Moment of Realization

Once I found myself interested in attending an informal sangha, a meditation event in uptown Manhattan. The woman who was speaking was supposedly Enlightened and she was going to be discussing natural meditation, which I was first exposed to by Adyashanti. Natural meditation is my favorite as the simple instruction is to drop all techniques and “allow everything to be as it is”—even the noise of the mind. Once you let the noise of the mind exist, it slowly but surely dissipates.
I arrived at the apartment complex in a vaguely swish neighborhood earlier than I expected. So I thought to do a little pregame meditating. I sat across the street, against a wall and followed what I’d learned: allow everything to be as it is. In a few moments, I was clear and blissful. Perfect. It was quite a nice sit. Time disappeared. All was utterly One. Rock and Roll.
Some time later, I was struck to check my cellphone. Time to go in. I went into the building, up an elevator and to a door that had some kind of mystical symbol or deity stickered on it—I can’t remember which. I was greeted by a very nice older women in one of those Indian wrap-around dress things. At the door I was asked to donate $15. This moment was kind of sticky for some reason. I paid and wandered inside.

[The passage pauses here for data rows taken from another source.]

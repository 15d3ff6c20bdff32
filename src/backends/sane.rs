//! SANE (Linux) backend driven through `scanimage`.
//!
//! Enumeration asks for a formatted device list (`device|vendor|model|type`
//! per line) and falls back to parsing the human-readable `scanimage -L`
//! listing when that yields nothing. Acquisition captures `scanimage`'s
//! portable anymap output to a temporary file and converts it to the
//! requested format.

use crate::backends::process::ProcessRunner;
use crate::core::{
    AcquiredImage, BackendKind, BridgeConfig, Capabilities, ColorMode, DeviceDescriptor, Platform,
    ScanError, ScanParameters, ScannerBackend,
};
use crate::imaging;

use async_trait::async_trait;
use std::path::PathBuf;
use std::time::Duration;

/// Output template for `scanimage -f`.
const DEVICE_LIST_FORMAT: &str = "%d|%v|%m|%t%n";

/// SANE backend.
#[derive(Debug, Clone)]
pub struct SaneBackend {
    runner: ProcessRunner,
    enumerate_timeout: Duration,
    acquire_timeout: Duration,
}

impl SaneBackend {
    /// Creates a backend running `program` as `scanimage`.
    pub fn new(program: impl Into<PathBuf>) -> Self {
        Self::with_runner(ProcessRunner::new(BackendKind::Sane, program))
    }

    /// Creates a backend from an explicit process runner.
    pub fn with_runner(runner: ProcessRunner) -> Self {
        Self {
            runner,
            enumerate_timeout: Duration::from_secs(10),
            acquire_timeout: Duration::from_secs(120),
        }
    }

    /// Creates a backend from bridge configuration.
    pub fn from_config(config: &BridgeConfig) -> Self {
        Self::new(config.sane.program.clone())
            .with_timeouts(config.enumerate_timeout(), config.acquire_timeout())
    }

    /// Sets the enumeration and acquisition timeouts.
    pub fn with_timeouts(mut self, enumerate: Duration, acquire: Duration) -> Self {
        self.enumerate_timeout = enumerate;
        self.acquire_timeout = acquire;
        self
    }

    async fn formatted_list(&self) -> Result<Vec<DeviceDescriptor>, ScanError> {
        let output = self
            .runner
            .run(
                ["-f", DEVICE_LIST_FORMAT],
                &[],
                self.enumerate_timeout,
            )
            .await?;

        if !output.success() {
            tracing::debug!(
                reason = %output.failure_summary(),
                "Formatted SANE device list failed"
            );
            return Ok(Vec::new());
        }

        Ok(parse_formatted_list(&output.stdout_lossy()))
    }

    async fn human_list(&self) -> Result<Vec<DeviceDescriptor>, ScanError> {
        let output = self.runner.run(["-L"], &[], self.enumerate_timeout).await?;

        if !output.success() {
            return Err(ScanError::unavailable(
                BackendKind::Sane,
                format!("scanimage -L {}", output.failure_summary()),
            ));
        }

        Ok(parse_device_listing(&output.stdout_lossy()))
    }
}

impl Default for SaneBackend {
    fn default() -> Self {
        Self::new("scanimage")
    }
}

#[async_trait]
impl ScannerBackend for SaneBackend {
    fn kind(&self) -> BackendKind {
        BackendKind::Sane
    }

    async fn enumerate(&self) -> Result<Vec<DeviceDescriptor>, ScanError> {
        let devices = self.formatted_list().await?;
        if !devices.is_empty() {
            return Ok(devices);
        }

        tracing::debug!("Formatted SANE device list was empty, trying scanimage -L");
        self.human_list().await
    }

    async fn acquire(
        &self,
        device_id: &str,
        params: &ScanParameters,
    ) -> Result<AcquiredImage, ScanError> {
        let resolution = params.resolution.to_string();
        let args = [
            "--device-name",
            device_id,
            "--format=pnm",
            "--resolution",
            resolution.as_str(),
            "--mode",
            sane_mode(params.color_mode),
        ];

        let (output, data) = self
            .runner
            .run_to_file(args, &[], self.acquire_timeout)
            .await?;

        if !output.success() {
            if output.stderr.contains("open of device") {
                return Err(ScanError::device_unavailable(BackendKind::Sane, device_id));
            }
            return Err(ScanError::backend_error(
                BackendKind::Sane,
                format!("scanimage {}", output.failure_summary()),
            ));
        }

        if data.is_empty() {
            return Err(ScanError::backend_error(
                BackendKind::Sane,
                "scanimage produced no image data",
            ));
        }

        tracing::debug!(device_id, raw_size = data.len(), "SANE acquisition captured");
        imaging::from_pnm(&data, params)
    }
}

/// Maps a colour mode to SANE's mode vocabulary.
pub fn sane_mode(mode: ColorMode) -> &'static str {
    match mode {
        ColorMode::Bw => "Lineart",
        ColorMode::Gray => "Gray",
        ColorMode::Color => "Color",
    }
}

fn descriptor(id: &str, vendor: &str, model: &str) -> DeviceDescriptor {
    let name = if vendor.is_empty() {
        model.to_string()
    } else {
        format!("{} {}", vendor, model)
    };

    let mut device = DeviceDescriptor::new(id, name.trim(), BackendKind::Sane, Platform::Linux)
        .with_model(model)
        .with_capabilities(Capabilities::converted());
    if !vendor.is_empty() {
        device = device.with_manufacturer(vendor);
    }
    device
}

/// Parses `scanimage -f "%d|%v|%m|%t%n"` output.
pub fn parse_formatted_list(output: &str) -> Vec<DeviceDescriptor> {
    output
        .lines()
        .filter_map(|line| {
            let mut fields = line.trim().split('|').map(str::trim);
            let id = fields.next().filter(|id| !id.is_empty())?;
            let vendor = fields.next().unwrap_or_default();
            let model = fields.next().unwrap_or_default();
            Some(descriptor(id, vendor, model))
        })
        .collect()
}

/// Parses `scanimage -L` output.
///
/// Lines look like:
///
/// ```text
/// device `epson2:libusb:001:004' is a Epson GT-S50 flatbed scanner
/// ```
pub fn parse_device_listing(output: &str) -> Vec<DeviceDescriptor> {
    output
        .lines()
        .filter_map(|line| {
            let (_, rest) = line.split_once('`')?;
            let (id, description) = rest.split_once('\'')?;
            if id.is_empty() {
                return None;
            }

            let description = description.trim();
            let description = description.strip_prefix("is a ").unwrap_or(description);
            let (vendor, model) = description.split_once(' ').unwrap_or((description, ""));
            Some(descriptor(id, vendor, model))
        })
        .collect()
}
//! # Scanbridge
//!
//! A uniform, async API over the document scanners attached to a host,
//! hiding each operating system's native scanning interface behind one
//! backend trait.
//!
//! ## Overview
//!
//! Scanbridge lets you:
//!
//! - Enumerate scanners through the platform's native subsystem (WIA on
//!   Windows, SANE on Linux, ICA on macOS) or a mock for development
//! - Select a device and run scans as a stateful operation with a single
//!   authoritative status
//! - Persist scan artifacts and look them up, list or delete them through
//!   a scan ledger
//! - Emit structured audit events for every step of a scan's lifecycle
//!
//! ## Quick Start
//!
//! ```rust,no_run
//! use scanbridge::prelude::*;
//! use std::sync::Arc;
//!
//! #[tokio::main]
//! async fn main() -> Result<(), Box<dyn std::error::Error>> {
//!     // Create the scan manager over the mock backend
//!     let manager = ScanManager::builder()
//!         .with_backend(Arc::new(MockBackend::new()))
//!         .with_artifact_dir("./scans")
//!         .build()?;
//!
//!     // Discover and select a device
//!     manager.refresh().await;
//!     manager.select(MOCK_DEVICE_ID)?;
//!
//!     // Scan a page
//!     let params = ScanParameters::new().with_format(OutputFormat::Png);
//!     let scan_id = manager.scan_selected(params).await?;
//!
//!     if let Some(path) = manager.get_scan_path(&scan_id) {
//!         println!("Scan stored at {}", path.display());
//!     }
//!
//!     Ok(())
//! }
//! ```
//!
//! ## Features
//!
//! - `default` - Includes `imaging`
//! - `imaging` - Format conversion and placeholder drawing via the `image`
//!   crate. Without it, mock and ICA scans fall back to minimal built-in
//!   images and SANE output cannot be converted.
//!
//! ## Architecture
//!
//! The library is organized into several layers:
//!
//! - **Core**: Fundamental types, the backend trait, errors and configuration
//! - **Backends**: Platform adapters (WIA, SANE, ICA, Mock)
//! - **Registry**: The device table and current selection
//! - **Manager**: The scan lifecycle controller
//! - **Imaging**: Normalization and placeholder synthesis
//! - **Storage**: Artifact files and checksums
//! - **Ledger**: Scan records, optionally persisted as a JSON index
//! - **Audit**: Structured logging of scanner activity

#![warn(missing_docs)]
#![warn(clippy::all)]
#![deny(unsafe_code)]

pub mod audit;
pub mod backends;
pub mod core;
pub mod imaging;
pub mod ledger;
pub mod manager;
pub mod registry;
pub mod storage;

// Re-export commonly used types at the crate root
pub use crate::core::{
    AcquiredImage, ArcBackend, BackendKind, BridgeConfig, ColorMode, DeviceDescriptor,
    OutputFormat, Platform, ScanError, ScanParameters, ScanResult, ScanStatus, ScannerBackend,
};

pub use crate::ledger::{ScanId, ScanLedger, ScanRecord};
pub use crate::manager::{ScanManager, ScanManagerConfig};
pub use crate::registry::DeviceRegistry;
pub use crate::storage::{ArtifactHealth, ArtifactStore};

/// Prelude module for convenient imports.
///
/// ```rust
/// use scanbridge::prelude::*;
/// ```
pub mod prelude {
    pub use crate::backends::{MockBackend, MOCK_DEVICE_ID};
    pub use crate::core::{
        AcquiredImage, ArcBackend, BackendKind, BridgeConfig, Capabilities, ColorMode,
        DeviceDescriptor, OutputFormat, Platform, ScanError, ScanParameters, ScanResult,
        ScanStatus, ScannerBackend,
    };
    pub use crate::ledger::{ScanId, ScanRecord};
    pub use crate::manager::{ScanManager, ScanManagerConfig};
    pub use crate::storage::ArtifactHealth;
}
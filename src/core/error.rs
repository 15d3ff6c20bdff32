//! Error types for the scanbridge library.
//!
//! Every failure in the scan lifecycle is reported as a typed `ScanError`.
//! Enumeration failures never reach callers (the registry recovers them),
//! but acquisition and persistence failures always do.

use crate::core::types::BackendKind;

use std::path::PathBuf;
use std::time::Duration;
use thiserror::Error;

/// What kind of entity a `NotFound` error refers to.
#[derive(Debug, Clone, Copy, PartialEq, Eq)]
pub enum EntityKind {
    /// A scanner device identifier.
    Device,
    /// A scan identifier.
    Scan,
}

impl std::fmt::Display for EntityKind {
    fn fmt(&self, f: &mut std::fmt::Formatter<'_>) -> std::fmt::Result {
        match self {
            Self::Device => write!(f, "device"),
            Self::Scan => write!(f, "scan"),
        }
    }
}

/// The main error type for scanner operations.
#[derive(Debug, Error)]
pub enum ScanError {
    /// Unknown device or scan identifier.
    #[error("{kind} not found: {id}")]
    NotFound {
        /// Which table the lookup ran against.
        kind: EntityKind,
        /// The identifier that was not found.
        id: String,
    },

    /// A scan was requested against the current selection, but nothing is selected.
    #[error("no scanner device is selected")]
    NoDeviceSelected,

    /// The native scanning subsystem is missing or unreachable.
    #[error("{backend} backend is unavailable: {reason}")]
    BackendUnavailable {
        /// Backend that could not be reached.
        backend: BackendKind,
        /// Human-readable reason.
        reason: String,
    },

    /// A native call failed during acquisition.
    #[error("{backend} backend error: {message}")]
    BackendError {
        /// Backend that reported the failure.
        backend: BackendKind,
        /// Underlying message from the native layer.
        message: String,
    },

    /// The device vanished between enumeration and acquisition.
    #[error("device '{device_id}' is no longer available on the {backend} backend")]
    DeviceUnavailable {
        /// Backend that could not resolve the device.
        backend: BackendKind,
        /// The device identifier.
        device_id: String,
    },

    /// The requested output format is outside the device's capability set.
    #[error("format '{format}' is not supported by device '{device_id}'")]
    UnsupportedFormat {
        /// Requested format.
        format: String,
        /// Device that was asked.
        device_id: String,
    },

    /// Another scan is already in flight on this device.
    #[error("device '{device_id}' is busy with another scan")]
    Busy {
        /// The contended device.
        device_id: String,
    },

    /// A native operation exceeded its wall-clock limit.
    #[error("{backend} operation timed out after {elapsed:?}")]
    Timeout {
        /// Backend that timed out.
        backend: BackendKind,
        /// Configured limit that was exceeded.
        elapsed: Duration,
    },

    /// Image decoding or encoding failed.
    #[error("image encoding failed: {message}")]
    Encoding {
        /// Description of the failure.
        message: String,
    },

    /// An artifact could not be written or removed.
    #[error("artifact I/O failed for {}: {source}", path.display())]
    Artifact {
        /// Path of the artifact.
        path: PathBuf,
        /// Underlying error.
        #[source]
        source: std::io::Error,
    },

    /// An I/O error occurred.
    #[error("I/O error: {0}")]
    Io(#[from] std::io::Error),

    /// Configuration error.
    #[error("configuration error: {message}")]
    Configuration {
        /// Description of the configuration error.
        message: String,
    },

    /// An internal error occurred.
    #[error("internal error: {message}")]
    Internal {
        /// Description of the internal error.
        message: String,
    },
}

impl ScanError {
    /// Returns `true` if a caller may reasonably retry (possibly after a refresh).
    pub fn is_recoverable(&self) -> bool {
        matches!(
            self,
            Self::Busy { .. } | Self::Timeout { .. } | Self::DeviceUnavailable { .. }
        )
    }

    /// Returns the backend associated with this error, if any.
    pub fn backend(&self) -> Option<BackendKind> {
        match self {
            Self::BackendUnavailable { backend, .. }
            | Self::BackendError { backend, .. }
            | Self::DeviceUnavailable { backend, .. }
            | Self::Timeout { backend, .. } => Some(*backend),
            _ => None,
        }
    }

    /// Creates a `NotFound` error for a device.
    pub fn device_not_found(id: impl Into<String>) -> Self {
        Self::NotFound {
            kind: EntityKind::Device,
            id: id.into(),
        }
    }

    /// Creates a `NotFound` error for a scan.
    pub fn scan_not_found(id: impl Into<String>) -> Self {
        Self::NotFound {
            kind: EntityKind::Scan,
            id: id.into(),
        }
    }

    /// Creates a `BackendUnavailable` error.
    pub fn unavailable(backend: BackendKind, reason: impl Into<String>) -> Self {
        Self::BackendUnavailable {
            backend,
            reason: reason.into(),
        }
    }

    /// Creates a `BackendError` error.
    pub fn backend_error(backend: BackendKind, message: impl Into<String>) -> Self {
        Self::BackendError {
            backend,
            message: message.into(),
        }
    }

    /// Creates a `DeviceUnavailable` error.
    pub fn device_unavailable(backend: BackendKind, device_id: impl Into<String>) -> Self {
        Self::DeviceUnavailable {
            backend,
            device_id: device_id.into(),
        }
    }

    /// Creates an `Encoding` error.
    pub fn encoding(message: impl Into<String>) -> Self {
        Self::Encoding {
            message: message.into(),
        }
    }

    /// Creates an `Internal` error.
    pub fn internal(message: impl Into<String>) -> Self {
        Self::Internal {
            message: message.into(),
        }
    }

    /// Creates a `Configuration` error.
    pub fn configuration(message: impl Into<String>) -> Self {
        Self::Configuration {
            message: message.into(),
        }
    }
}

/// Error type for loading configuration.
#[derive(Debug, Error)]
pub enum ConfigError {
    /// The configuration file could not be read.
    #[error("failed to read config {}: {source}", path.display())]
    Read {
        /// Path that was read.
        path: PathBuf,
        /// Underlying error.
        #[source]
        source: std::io::Error,
    },

    /// The configuration could not be parsed.
    #[error("invalid config {origin}: {message}")]
    Parse {
        /// Where the text came from (path or env var name).
        origin: String,
        /// Parser message.
        message: String,
    },
}

/// A specialized `Result` type for scanner operations.
pub type ScanResult<T> = Result<T, ScanError>;

#[cfg(test)]
mod tests {
    use super::*;

    #[test]
    fn test_scan_error_is_recoverable() {
        let busy = ScanError::Busy {
            device_id: "scanner_mock".into(),
        };
        assert!(busy.is_recoverable());

        let vanished = ScanError::device_unavailable(BackendKind::Sane, "epson2:libusb:001:004");
        assert!(vanished.is_recoverable());

        let missing = ScanError::device_not_found("nope");
        assert!(!missing.is_recoverable());
    }

    #[test]
    fn test_scan_error_backend() {
        let err = ScanError::backend_error(BackendKind::Wia, "0x80210006");
        assert_eq!(err.backend(), Some(BackendKind::Wia));

        let io_err = ScanError::Io(std::io::Error::new(std::io::ErrorKind::Other, "test"));
        assert_eq!(io_err.backend(), None);
    }

    #[test]
    fn test_scan_error_display() {
        let err = ScanError::scan_not_found("scan_20240101_120000_deadbeef");
        assert_eq!(
            err.to_string(),
            "scan not found: scan_20240101_120000_deadbeef"
        );

        let err = ScanError::backend_error(BackendKind::Sane, "open failed");
        assert_eq!(err.to_string(), "SANE backend error: open failed");
    }
}
//! Image Capture Architecture (macOS) backend.
//!
//! Native ICA enumeration is not implemented: the backend reports one fixed
//! descriptor and answers acquisitions with placeholder pages.

use crate::core::{
    AcquiredImage, BackendKind, Capabilities, DeviceDescriptor, Platform, ScanError,
    ScanParameters, ScannerBackend,
};
use crate::imaging::{placeholder, PlaceholderInfo};

use async_trait::async_trait;
use std::sync::atomic::{AtomicU64, Ordering};

/// Identifier of the fixed ICA device.
pub const ICA_DEVICE_ID: &str = "ica_epson_perfection_v600";

/// ICA backend stub.
#[derive(Debug, Default)]
pub struct IcaBackend {
    acquire_count: AtomicU64,
}

impl IcaBackend {
    /// Creates the backend.
    pub fn new() -> Self {
        Self::default()
    }

    /// The descriptor this backend enumerates.
    pub fn descriptor(&self) -> DeviceDescriptor {
        DeviceDescriptor::new(
            ICA_DEVICE_ID,
            "Epson Perfection V600",
            BackendKind::Ica,
            Platform::Macos,
        )
        .with_manufacturer("Epson")
        .with_model("Perfection V600")
        .with_capabilities(
            Capabilities::standard().with_resolutions(vec![75, 150, 300, 600, 1200]),
        )
    }
}

#[async_trait]
impl ScannerBackend for IcaBackend {
    fn kind(&self) -> BackendKind {
        BackendKind::Ica
    }

    async fn enumerate(&self) -> Result<Vec<DeviceDescriptor>, ScanError> {
        Ok(vec![self.descriptor()])
    }

    async fn acquire(
        &self,
        device_id: &str,
        params: &ScanParameters,
    ) -> Result<AcquiredImage, ScanError> {
        if device_id != ICA_DEVICE_ID {
            return Err(ScanError::device_unavailable(BackendKind::Ica, device_id));
        }

        let sequence = self.acquire_count.fetch_add(1, Ordering::Relaxed) + 1;
        tracing::debug!(device_id, sequence, "ICA acquisition is synthesized");

        let info = PlaceholderInfo::new(BackendKind::Ica, device_id).with_sequence(sequence);
        Ok(placeholder(&info, params))
    }
}

#[cfg(test)]
mod tests {
    use super::*;
    use crate::core::OutputFormat;

    #[tokio::test]
    async fn test_fixed_descriptor() {
        let devices = IcaBackend::new().enumerate().await.unwrap();
        assert_eq!(devices.len(), 1);
        assert_eq!(devices[0].driver_type, BackendKind::Ica);
        assert_eq!(devices[0].platform, Platform::Macos);
        assert!(devices[0].capabilities.resolutions.contains(&1200));
    }

    #[tokio::test]
    async fn test_acquire_placeholder() {
        let backend = IcaBackend::new();
        let params = ScanParameters::default().with_format(OutputFormat::Tiff);

        let image = backend.acquire(ICA_DEVICE_ID, &params).await.unwrap();
        assert_eq!(OutputFormat::sniff(&image.data), Some(OutputFormat::Tiff));

        let err = backend.acquire("other", &params).await.unwrap_err();
        assert!(matches!(err, ScanError::DeviceUnavailable { .. }));
    }
}
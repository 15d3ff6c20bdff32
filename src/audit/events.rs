//! Audit event types and emission functions.

use crate::core::{BackendKind, DeviceDescriptor, ScanError, ScanParameters};
use crate::ledger::{ScanId, ScanRecord};

use chrono::{DateTime, Utc};
use serde::{Deserialize, Serialize};
use std::time::Duration;

/// Base trait for audit events.
pub trait AuditEvent: Serialize {
    /// Returns the event type name.
    fn event_type(&self) -> &'static str;

    /// Returns the timestamp of the event.
    fn timestamp(&self) -> DateTime<Utc>;
}

/// What happened to a scan.
#[derive(Debug, Clone, Copy, PartialEq, Eq, Serialize, Deserialize)]
#[serde(rename_all = "snake_case")]
pub enum ScanEventKind {
    /// Acquisition began.
    Started,
    /// An artifact was stored and recorded.
    Completed,
    /// Acquisition or persistence failed.
    Failed,
    /// The record and its artifact were deleted.
    Deleted,
}

impl ScanEventKind {
    fn as_str(&self) -> &'static str {
        match self {
            Self::Started => "scan_started",
            Self::Completed => "scan_completed",
            Self::Failed => "scan_failed",
            Self::Deleted => "scan_deleted",
        }
    }
}

/// Audit event for one step of a scan's lifecycle.
#[derive(Debug, Clone, PartialEq, Serialize, Deserialize)]
pub struct ScanAuditEvent {
    /// Event type.
    pub kind: ScanEventKind,

    /// Timestamp of the event.
    pub timestamp: DateTime<Utc>,

    /// Scan identifier.
    pub scan_id: ScanId,

    /// Device the scan ran on.
    pub device_id: String,

    /// Backend that served the scan.
    pub backend: BackendKind,

    /// Requested parameters.
    pub params: ScanParameters,

    /// Artifact size, once stored.
    pub file_size: Option<u64>,

    /// Artifact checksum, once stored.
    pub checksum: Option<String>,

    /// Time since the scan started, in milliseconds.
    pub duration_ms: Option<u64>,

    /// Failure description.
    pub error: Option<String>,
}

impl ScanAuditEvent {
    fn new(
        kind: ScanEventKind,
        scan_id: &ScanId,
        device_id: &str,
        backend: BackendKind,
        params: &ScanParameters,
    ) -> Self {
        Self {
            kind,
            timestamp: Utc::now(),
            scan_id: scan_id.clone(),
            device_id: device_id.to_string(),
            backend,
            params: *params,
            file_size: None,
            checksum: None,
            duration_ms: None,
            error: None,
        }
    }

    /// Event for a scan starting.
    pub fn started(
        scan_id: &ScanId,
        device_id: &str,
        backend: BackendKind,
        params: &ScanParameters,
    ) -> Self {
        Self::new(ScanEventKind::Started, scan_id, device_id, backend, params)
    }

    /// Event for a recorded scan.
    pub fn completed(record: &ScanRecord, duration: Duration) -> Self {
        Self {
            file_size: Some(record.file_size),
            checksum: Some(record.checksum.to_string()),
            duration_ms: Some(duration.as_millis() as u64),
            ..Self::new(
                ScanEventKind::Completed,
                &record.scan_id,
                &record.device_id,
                record.backend,
                &record.params,
            )
        }
    }

    /// Event for a failed scan.
    pub fn failed(
        scan_id: &ScanId,
        device_id: &str,
        backend: BackendKind,
        params: &ScanParameters,
        error: &ScanError,
        duration: Duration,
    ) -> Self {
        Self {
            duration_ms: Some(duration.as_millis() as u64),
            error: Some(error.to_string()),
            ..Self::new(ScanEventKind::Failed, scan_id, device_id, backend, params)
        }
    }

    /// Event for a deleted scan.
    pub fn deleted(record: &ScanRecord) -> Self {
        Self {
            file_size: Some(record.file_size),
            checksum: Some(record.checksum.to_string()),
            ..Self::new(
                ScanEventKind::Deleted,
                &record.scan_id,
                &record.device_id,
                record.backend,
                &record.params,
            )
        }
    }
}

impl AuditEvent for ScanAuditEvent {
    fn event_type(&self) -> &'static str {
        self.kind.as_str()
    }

    fn timestamp(&self) -> DateTime<Utc> {
        self.timestamp
    }
}

/// What happened to the device table.
#[derive(Debug, Clone, Copy, PartialEq, Eq, Serialize, Deserialize)]
#[serde(rename_all = "snake_case")]
pub enum DeviceEventKind {
    /// The table was re-enumerated.
    Refreshed,
    /// A device was selected.
    Selected,
}

/// Audit event for a change to the device table or selection.
#[derive(Debug, Clone, PartialEq, Serialize, Deserialize)]
pub struct DeviceAuditEvent {
    /// Event type.
    pub kind: DeviceEventKind,

    /// Timestamp of the event.
    pub timestamp: DateTime<Utc>,

    /// Backend that owns the devices.
    pub backend: BackendKind,

    /// Device identifiers involved, sorted.
    pub device_ids: Vec<String>,
}

impl DeviceAuditEvent {
    /// Event for a completed refresh.
    pub fn refreshed(backend: BackendKind, devices: &[DeviceDescriptor]) -> Self {
        let mut device_ids: Vec<String> = devices.iter().map(|d| d.id.clone()).collect();
        device_ids.sort();
        Self {
            kind: DeviceEventKind::Refreshed,
            timestamp: Utc::now(),
            backend,
            device_ids,
        }
    }

    /// Event for a selection.
    pub fn selected(device: &DeviceDescriptor) -> Self {
        Self {
            kind: DeviceEventKind::Selected,
            timestamp: Utc::now(),
            backend: device.driver_type,
            device_ids: vec![device.id.clone()],
        }
    }
}

impl AuditEvent for DeviceAuditEvent {
    fn event_type(&self) -> &'static str {
        match self.kind {
            DeviceEventKind::Refreshed => "devices_refreshed",
            DeviceEventKind::Selected => "device_selected",
        }
    }

    fn timestamp(&self) -> DateTime<Utc> {
        self.timestamp
    }
}

/// Emits an audit event for a device table refresh.
pub fn emit_devices_refreshed(backend: BackendKind, devices: &[DeviceDescriptor]) {
    let event = DeviceAuditEvent::refreshed(backend, devices);

    tracing::info!(
        target: "scanbridge::audit",
        event_type = event.event_type(),
        backend = %event.backend,
        device_count = event.device_ids.len(),
        device_ids = ?event.device_ids,
        "Devices refreshed"
    );
}

/// Emits an audit event for a device selection.
pub fn emit_device_selected(device: &DeviceDescriptor) {
    let event = DeviceAuditEvent::selected(device);

    tracing::info!(
        target: "scanbridge::audit",
        event_type = event.event_type(),
        backend = %event.backend,
        device_id = %device.id,
        device_name = %device.name,
        "Device selected"
    );
}

/// Emits an audit event for a scan starting.
pub fn emit_scan_started(event: &ScanAuditEvent) {
    tracing::info!(
        target: "scanbridge::audit",
        event_type = event.event_type(),
        scan_id = %event.scan_id,
        device_id = %event.device_id,
        backend = %event.backend,
        format = %event.params.format,
        resolution = event.params.resolution,
        color_mode = %event.params.color_mode,
        "Scan started"
    );
}

/// Emits an audit event for a completed scan.
pub fn emit_scan_completed(event: &ScanAuditEvent) {
    tracing::info!(
        target: "scanbridge::audit",
        event_type = event.event_type(),
        scan_id = %event.scan_id,
        device_id = %event.device_id,
        backend = %event.backend,
        format = %event.params.format,
        file_size = ?event.file_size,
        checksum = ?event.checksum,
        duration_ms = ?event.duration_ms,
        "Scan completed"
    );
}

/// Emits an audit event for a failed scan.
pub fn emit_scan_failed(event: &ScanAuditEvent) {
    tracing::warn!(
        target: "scanbridge::audit",
        event_type = event.event_type(),
        scan_id = %event.scan_id,
        device_id = %event.device_id,
        backend = %event.backend,
        error = ?event.error,
        duration_ms = ?event.duration_ms,
        "Scan failed"
    );
}

/// Emits an audit event for a deleted scan.
pub fn emit_scan_deleted(event: &ScanAuditEvent) {
    tracing::info!(
        target: "scanbridge::audit",
        event_type = event.event_type(),
        scan_id = %event.scan_id,
        device_id = %event.device_id,
        file_size = ?event.file_size,
        "Scan deleted"
    );
}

The whole apartment was littered with religious stuffs. My first thought: “dreamland spirituality.” The kind of spirituality that remains before most everything crumbles. Generally these symbols, systems, and stories are the last to go, before “maya” (or the virtual realities of mind (my preferred nomenclature)) are understood beyond an intellectual level.
There was just over a dozen people in the little apartment. We sat. Our Enlightened guest was nice enough. She explained natural meditation, to allow everything to be as it is, and silence. We then began to meditate. The room clanged a bit from the radiator and the fridge and the toilet. Some time past.
Then the insight landed. I couldn’t stop grinning. Our Enlightened guide obviously noticed me and said, “What ever you feel, feel it. If you feel sad, feel sad. If you have a cramp, fix yourself. If you’re smiling, smile.” I was about 20 at the time, probably the youngest one there and my grin must’ve had that gleeful buoyancy to it. When we finished meditating, my grin remained. The group trotted around chatting about what “type” or “school” of spirituality they preferred, or which had the most truthiness to it—which virtual reality was least virtual or most useful.
Suddenly someone started to talk to me. About my age, my interests—how good it was to see young people involved. And finally, why the grin? The grin was for two reasons: 1) I often grin when I meditate because that’s simply the effect the felt presence of experience has on me. 2) The silence outside was cheaper than the silence indoors.